#### What to do:
Work out how many lines of this material hold the word "Create". Write only that number.

#### Exercise input:
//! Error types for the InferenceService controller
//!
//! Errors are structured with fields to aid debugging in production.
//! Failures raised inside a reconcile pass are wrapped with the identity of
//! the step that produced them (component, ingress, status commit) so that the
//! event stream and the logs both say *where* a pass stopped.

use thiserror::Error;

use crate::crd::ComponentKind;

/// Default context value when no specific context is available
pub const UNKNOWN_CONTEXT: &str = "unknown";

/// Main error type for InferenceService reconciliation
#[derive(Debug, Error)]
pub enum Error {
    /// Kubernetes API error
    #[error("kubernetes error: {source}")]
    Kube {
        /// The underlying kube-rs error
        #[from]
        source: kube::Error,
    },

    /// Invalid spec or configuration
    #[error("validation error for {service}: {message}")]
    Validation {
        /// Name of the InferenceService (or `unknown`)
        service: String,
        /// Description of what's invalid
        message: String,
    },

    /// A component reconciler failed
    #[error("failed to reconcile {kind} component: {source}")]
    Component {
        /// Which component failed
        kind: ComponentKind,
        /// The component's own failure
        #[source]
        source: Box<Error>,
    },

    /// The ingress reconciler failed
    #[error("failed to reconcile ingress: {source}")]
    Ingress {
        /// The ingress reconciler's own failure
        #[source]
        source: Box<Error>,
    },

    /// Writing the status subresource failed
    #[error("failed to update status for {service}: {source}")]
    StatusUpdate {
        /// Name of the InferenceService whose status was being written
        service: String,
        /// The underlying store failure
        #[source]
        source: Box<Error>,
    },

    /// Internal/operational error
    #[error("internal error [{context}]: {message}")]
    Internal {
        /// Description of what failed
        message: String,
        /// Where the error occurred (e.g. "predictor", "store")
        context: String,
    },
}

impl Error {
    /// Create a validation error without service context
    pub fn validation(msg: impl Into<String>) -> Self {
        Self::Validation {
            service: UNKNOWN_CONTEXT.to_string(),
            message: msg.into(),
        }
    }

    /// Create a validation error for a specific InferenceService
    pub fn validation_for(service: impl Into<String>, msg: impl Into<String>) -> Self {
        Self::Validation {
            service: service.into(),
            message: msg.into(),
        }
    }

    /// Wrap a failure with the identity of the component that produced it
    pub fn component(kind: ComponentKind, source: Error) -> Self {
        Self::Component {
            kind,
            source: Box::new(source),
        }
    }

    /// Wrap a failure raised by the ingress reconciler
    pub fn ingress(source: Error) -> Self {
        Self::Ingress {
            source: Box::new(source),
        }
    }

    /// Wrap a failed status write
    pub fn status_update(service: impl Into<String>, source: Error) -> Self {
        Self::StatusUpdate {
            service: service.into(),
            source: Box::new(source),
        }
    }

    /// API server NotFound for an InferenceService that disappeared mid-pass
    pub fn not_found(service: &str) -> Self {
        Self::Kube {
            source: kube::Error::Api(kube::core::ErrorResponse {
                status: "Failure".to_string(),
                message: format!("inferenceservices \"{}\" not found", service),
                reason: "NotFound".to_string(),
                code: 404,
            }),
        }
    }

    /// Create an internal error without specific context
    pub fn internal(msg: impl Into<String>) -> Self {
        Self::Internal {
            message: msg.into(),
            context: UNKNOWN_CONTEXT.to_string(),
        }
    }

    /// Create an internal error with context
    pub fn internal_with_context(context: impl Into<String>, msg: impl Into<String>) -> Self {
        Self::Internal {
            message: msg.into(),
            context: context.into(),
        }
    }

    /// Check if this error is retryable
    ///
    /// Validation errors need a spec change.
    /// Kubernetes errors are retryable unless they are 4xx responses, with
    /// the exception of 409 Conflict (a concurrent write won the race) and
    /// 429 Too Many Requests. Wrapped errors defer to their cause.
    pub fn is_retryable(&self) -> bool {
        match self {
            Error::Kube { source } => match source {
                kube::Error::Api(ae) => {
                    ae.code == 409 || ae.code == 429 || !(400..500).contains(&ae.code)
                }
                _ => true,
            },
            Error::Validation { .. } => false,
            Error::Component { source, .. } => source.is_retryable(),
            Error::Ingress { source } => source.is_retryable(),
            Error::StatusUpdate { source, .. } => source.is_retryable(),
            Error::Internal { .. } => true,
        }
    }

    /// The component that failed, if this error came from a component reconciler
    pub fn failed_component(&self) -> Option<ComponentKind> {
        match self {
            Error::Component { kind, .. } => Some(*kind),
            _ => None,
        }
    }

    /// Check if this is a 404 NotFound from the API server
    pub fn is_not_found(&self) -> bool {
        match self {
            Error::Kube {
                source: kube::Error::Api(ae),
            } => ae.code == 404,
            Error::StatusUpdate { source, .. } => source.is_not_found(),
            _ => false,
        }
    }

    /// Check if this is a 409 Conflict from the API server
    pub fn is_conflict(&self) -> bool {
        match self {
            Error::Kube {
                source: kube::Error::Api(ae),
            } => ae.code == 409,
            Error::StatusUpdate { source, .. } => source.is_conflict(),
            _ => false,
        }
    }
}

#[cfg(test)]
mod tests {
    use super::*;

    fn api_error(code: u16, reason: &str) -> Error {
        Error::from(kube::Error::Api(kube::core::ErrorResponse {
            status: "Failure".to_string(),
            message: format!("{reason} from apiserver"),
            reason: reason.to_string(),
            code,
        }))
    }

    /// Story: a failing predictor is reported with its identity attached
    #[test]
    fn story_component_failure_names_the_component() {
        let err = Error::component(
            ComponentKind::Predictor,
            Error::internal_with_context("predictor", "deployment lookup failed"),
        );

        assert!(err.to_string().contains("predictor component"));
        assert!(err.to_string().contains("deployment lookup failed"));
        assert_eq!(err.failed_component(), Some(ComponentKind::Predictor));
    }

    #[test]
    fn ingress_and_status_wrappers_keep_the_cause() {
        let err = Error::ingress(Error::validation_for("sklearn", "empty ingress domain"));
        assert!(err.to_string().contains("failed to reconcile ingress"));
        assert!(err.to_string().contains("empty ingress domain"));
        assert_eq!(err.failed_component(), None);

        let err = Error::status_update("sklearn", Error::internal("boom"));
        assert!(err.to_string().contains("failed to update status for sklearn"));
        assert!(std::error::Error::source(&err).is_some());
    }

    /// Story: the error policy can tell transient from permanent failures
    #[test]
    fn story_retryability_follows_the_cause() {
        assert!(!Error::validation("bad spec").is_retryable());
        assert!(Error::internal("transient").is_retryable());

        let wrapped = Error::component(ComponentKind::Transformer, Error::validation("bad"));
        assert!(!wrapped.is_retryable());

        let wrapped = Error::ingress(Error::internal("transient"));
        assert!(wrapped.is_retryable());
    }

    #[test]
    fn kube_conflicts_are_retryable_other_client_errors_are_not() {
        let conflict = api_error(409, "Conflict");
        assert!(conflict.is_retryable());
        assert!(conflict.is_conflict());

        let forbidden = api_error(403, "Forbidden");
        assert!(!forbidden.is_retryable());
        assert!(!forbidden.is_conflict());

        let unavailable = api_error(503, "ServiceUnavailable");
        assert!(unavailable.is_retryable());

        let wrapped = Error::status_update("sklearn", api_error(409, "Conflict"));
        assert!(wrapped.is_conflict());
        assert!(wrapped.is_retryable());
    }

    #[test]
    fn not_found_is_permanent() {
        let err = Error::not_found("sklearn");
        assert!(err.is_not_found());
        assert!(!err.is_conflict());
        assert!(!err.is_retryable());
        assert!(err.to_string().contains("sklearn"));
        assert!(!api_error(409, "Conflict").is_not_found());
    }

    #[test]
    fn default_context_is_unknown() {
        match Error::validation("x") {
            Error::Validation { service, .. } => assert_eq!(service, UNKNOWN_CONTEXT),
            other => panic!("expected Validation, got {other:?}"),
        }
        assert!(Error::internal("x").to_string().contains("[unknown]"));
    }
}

#### Response to the task:
4